• [WHAT IS NEEDED]: Copy each line from the records below in which the word "crates" is found.

===== PROVIDED DATA =====

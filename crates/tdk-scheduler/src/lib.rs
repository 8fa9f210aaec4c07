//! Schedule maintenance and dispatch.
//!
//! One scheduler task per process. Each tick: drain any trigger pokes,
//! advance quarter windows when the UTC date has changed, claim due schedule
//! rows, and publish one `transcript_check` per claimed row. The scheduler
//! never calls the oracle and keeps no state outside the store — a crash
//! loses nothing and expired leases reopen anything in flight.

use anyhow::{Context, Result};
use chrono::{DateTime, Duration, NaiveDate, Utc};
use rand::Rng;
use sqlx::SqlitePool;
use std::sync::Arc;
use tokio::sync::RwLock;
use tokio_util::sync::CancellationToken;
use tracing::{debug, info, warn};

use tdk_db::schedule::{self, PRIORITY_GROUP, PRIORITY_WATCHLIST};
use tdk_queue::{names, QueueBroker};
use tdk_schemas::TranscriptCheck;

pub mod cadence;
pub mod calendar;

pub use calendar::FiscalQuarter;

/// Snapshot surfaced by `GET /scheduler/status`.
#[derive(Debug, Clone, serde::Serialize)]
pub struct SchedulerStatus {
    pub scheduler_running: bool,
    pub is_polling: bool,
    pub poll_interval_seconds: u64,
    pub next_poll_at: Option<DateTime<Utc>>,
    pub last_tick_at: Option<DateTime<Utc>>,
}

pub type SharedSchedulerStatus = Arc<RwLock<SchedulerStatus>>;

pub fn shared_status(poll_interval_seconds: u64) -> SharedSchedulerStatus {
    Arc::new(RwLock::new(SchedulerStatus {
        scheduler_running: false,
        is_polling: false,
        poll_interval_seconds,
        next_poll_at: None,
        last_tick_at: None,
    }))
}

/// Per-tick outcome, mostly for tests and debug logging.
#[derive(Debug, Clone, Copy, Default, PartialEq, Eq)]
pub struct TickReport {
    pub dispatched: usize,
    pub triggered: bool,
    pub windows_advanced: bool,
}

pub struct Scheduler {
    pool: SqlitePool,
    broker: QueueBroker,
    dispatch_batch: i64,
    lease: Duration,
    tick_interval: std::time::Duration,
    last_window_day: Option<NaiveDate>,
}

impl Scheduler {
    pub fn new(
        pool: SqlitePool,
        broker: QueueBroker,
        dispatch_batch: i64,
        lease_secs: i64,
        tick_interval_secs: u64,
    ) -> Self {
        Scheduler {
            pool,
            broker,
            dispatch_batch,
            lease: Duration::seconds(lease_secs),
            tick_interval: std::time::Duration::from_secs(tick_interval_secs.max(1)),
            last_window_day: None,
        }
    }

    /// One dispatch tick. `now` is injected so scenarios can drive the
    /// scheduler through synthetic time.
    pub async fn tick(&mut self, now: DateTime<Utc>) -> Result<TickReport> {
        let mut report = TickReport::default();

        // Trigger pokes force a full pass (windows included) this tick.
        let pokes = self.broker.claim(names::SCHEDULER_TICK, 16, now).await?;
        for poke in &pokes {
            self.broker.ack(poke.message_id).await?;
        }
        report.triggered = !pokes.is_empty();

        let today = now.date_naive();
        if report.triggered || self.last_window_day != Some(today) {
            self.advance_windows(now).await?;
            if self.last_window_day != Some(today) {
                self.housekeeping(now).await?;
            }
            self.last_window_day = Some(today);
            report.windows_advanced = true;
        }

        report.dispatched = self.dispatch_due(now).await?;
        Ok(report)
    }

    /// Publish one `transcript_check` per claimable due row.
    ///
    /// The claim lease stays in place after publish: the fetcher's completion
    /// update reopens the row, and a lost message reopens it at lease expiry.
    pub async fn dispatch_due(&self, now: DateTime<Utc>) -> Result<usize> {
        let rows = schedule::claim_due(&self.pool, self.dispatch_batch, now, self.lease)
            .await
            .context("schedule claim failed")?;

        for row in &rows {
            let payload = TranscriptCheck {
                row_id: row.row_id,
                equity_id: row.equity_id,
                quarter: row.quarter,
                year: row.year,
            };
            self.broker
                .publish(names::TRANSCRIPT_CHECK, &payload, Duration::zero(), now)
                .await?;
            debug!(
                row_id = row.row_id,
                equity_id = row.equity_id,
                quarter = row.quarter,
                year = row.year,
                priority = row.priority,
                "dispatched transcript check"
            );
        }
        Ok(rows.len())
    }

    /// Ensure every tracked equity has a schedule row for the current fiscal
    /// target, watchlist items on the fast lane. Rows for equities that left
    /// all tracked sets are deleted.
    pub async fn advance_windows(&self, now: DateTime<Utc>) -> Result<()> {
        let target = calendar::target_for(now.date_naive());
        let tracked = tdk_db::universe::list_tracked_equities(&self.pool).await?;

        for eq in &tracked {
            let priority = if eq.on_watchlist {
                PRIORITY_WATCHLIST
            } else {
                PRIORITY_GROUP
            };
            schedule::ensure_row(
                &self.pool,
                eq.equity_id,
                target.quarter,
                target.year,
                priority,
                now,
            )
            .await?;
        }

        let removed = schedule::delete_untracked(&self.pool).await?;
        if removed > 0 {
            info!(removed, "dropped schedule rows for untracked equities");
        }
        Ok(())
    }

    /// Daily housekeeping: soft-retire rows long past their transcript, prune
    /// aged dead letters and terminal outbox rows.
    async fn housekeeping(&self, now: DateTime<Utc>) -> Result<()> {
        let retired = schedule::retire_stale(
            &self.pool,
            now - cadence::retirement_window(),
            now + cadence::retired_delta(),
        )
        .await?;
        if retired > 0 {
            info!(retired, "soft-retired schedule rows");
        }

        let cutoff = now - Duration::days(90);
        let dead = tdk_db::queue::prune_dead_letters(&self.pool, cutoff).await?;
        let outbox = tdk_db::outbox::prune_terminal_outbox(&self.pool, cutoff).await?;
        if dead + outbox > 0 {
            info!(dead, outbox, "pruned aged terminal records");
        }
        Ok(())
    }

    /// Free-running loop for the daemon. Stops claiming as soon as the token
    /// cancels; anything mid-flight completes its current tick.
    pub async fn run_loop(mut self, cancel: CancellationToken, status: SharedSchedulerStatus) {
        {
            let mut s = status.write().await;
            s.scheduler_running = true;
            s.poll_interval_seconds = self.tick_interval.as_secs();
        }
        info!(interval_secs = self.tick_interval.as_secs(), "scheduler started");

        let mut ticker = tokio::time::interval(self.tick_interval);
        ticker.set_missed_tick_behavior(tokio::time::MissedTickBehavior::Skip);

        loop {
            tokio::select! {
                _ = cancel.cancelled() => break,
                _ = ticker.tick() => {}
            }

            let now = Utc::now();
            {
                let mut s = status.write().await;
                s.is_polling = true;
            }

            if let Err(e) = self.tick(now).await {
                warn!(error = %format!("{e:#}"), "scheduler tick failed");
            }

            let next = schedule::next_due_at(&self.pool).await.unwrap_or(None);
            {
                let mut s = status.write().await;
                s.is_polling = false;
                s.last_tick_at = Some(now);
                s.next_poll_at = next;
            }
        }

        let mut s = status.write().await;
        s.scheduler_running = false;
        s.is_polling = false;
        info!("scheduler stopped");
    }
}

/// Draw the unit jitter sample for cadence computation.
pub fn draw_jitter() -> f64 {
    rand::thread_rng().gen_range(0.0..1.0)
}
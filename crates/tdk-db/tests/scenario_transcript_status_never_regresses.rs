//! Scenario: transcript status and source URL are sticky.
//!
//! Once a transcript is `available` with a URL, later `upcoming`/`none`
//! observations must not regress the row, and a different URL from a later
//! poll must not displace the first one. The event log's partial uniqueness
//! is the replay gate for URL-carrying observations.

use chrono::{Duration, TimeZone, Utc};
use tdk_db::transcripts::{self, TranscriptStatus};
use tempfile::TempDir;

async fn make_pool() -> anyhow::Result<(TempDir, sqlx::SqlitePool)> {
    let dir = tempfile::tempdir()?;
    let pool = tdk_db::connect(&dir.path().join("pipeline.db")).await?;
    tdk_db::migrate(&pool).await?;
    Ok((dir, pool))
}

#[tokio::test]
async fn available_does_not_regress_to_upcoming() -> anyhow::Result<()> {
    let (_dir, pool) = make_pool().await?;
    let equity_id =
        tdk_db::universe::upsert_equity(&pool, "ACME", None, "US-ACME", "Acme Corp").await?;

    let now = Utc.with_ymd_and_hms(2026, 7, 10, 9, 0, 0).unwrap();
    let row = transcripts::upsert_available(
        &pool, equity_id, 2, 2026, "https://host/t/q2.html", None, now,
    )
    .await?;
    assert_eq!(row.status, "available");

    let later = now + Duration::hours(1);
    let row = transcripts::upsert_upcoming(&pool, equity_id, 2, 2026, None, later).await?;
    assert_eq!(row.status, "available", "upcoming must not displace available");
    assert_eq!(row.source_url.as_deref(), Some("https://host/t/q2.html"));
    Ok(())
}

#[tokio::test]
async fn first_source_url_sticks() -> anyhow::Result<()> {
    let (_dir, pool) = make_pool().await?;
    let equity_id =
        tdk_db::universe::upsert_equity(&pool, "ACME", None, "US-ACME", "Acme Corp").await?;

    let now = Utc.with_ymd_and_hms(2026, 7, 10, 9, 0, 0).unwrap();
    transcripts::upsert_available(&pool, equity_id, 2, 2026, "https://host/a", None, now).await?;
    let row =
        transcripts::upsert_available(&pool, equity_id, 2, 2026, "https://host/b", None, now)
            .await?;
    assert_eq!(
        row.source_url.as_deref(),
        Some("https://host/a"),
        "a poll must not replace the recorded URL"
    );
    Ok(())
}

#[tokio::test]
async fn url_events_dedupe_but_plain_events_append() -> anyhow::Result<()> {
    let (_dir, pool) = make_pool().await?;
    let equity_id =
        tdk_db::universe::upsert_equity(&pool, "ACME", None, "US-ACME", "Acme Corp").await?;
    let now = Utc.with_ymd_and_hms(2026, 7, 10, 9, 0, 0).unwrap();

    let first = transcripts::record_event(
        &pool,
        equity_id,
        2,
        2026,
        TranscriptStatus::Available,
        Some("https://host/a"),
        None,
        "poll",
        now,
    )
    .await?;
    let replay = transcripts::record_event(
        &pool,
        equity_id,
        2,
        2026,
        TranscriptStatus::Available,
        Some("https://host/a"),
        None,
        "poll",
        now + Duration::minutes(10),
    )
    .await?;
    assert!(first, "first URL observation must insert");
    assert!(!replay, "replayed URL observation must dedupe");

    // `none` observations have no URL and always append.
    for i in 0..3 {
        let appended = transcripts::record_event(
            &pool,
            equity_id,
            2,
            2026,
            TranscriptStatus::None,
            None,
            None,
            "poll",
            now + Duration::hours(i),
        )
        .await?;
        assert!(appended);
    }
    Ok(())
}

=====

• [ANSWER TO THE EXERCISE]:
filename crates/tdk-scheduler/src/lib.rs
filename crates/tdk-db/tests/scenario_transcript_status_never_regresses.rs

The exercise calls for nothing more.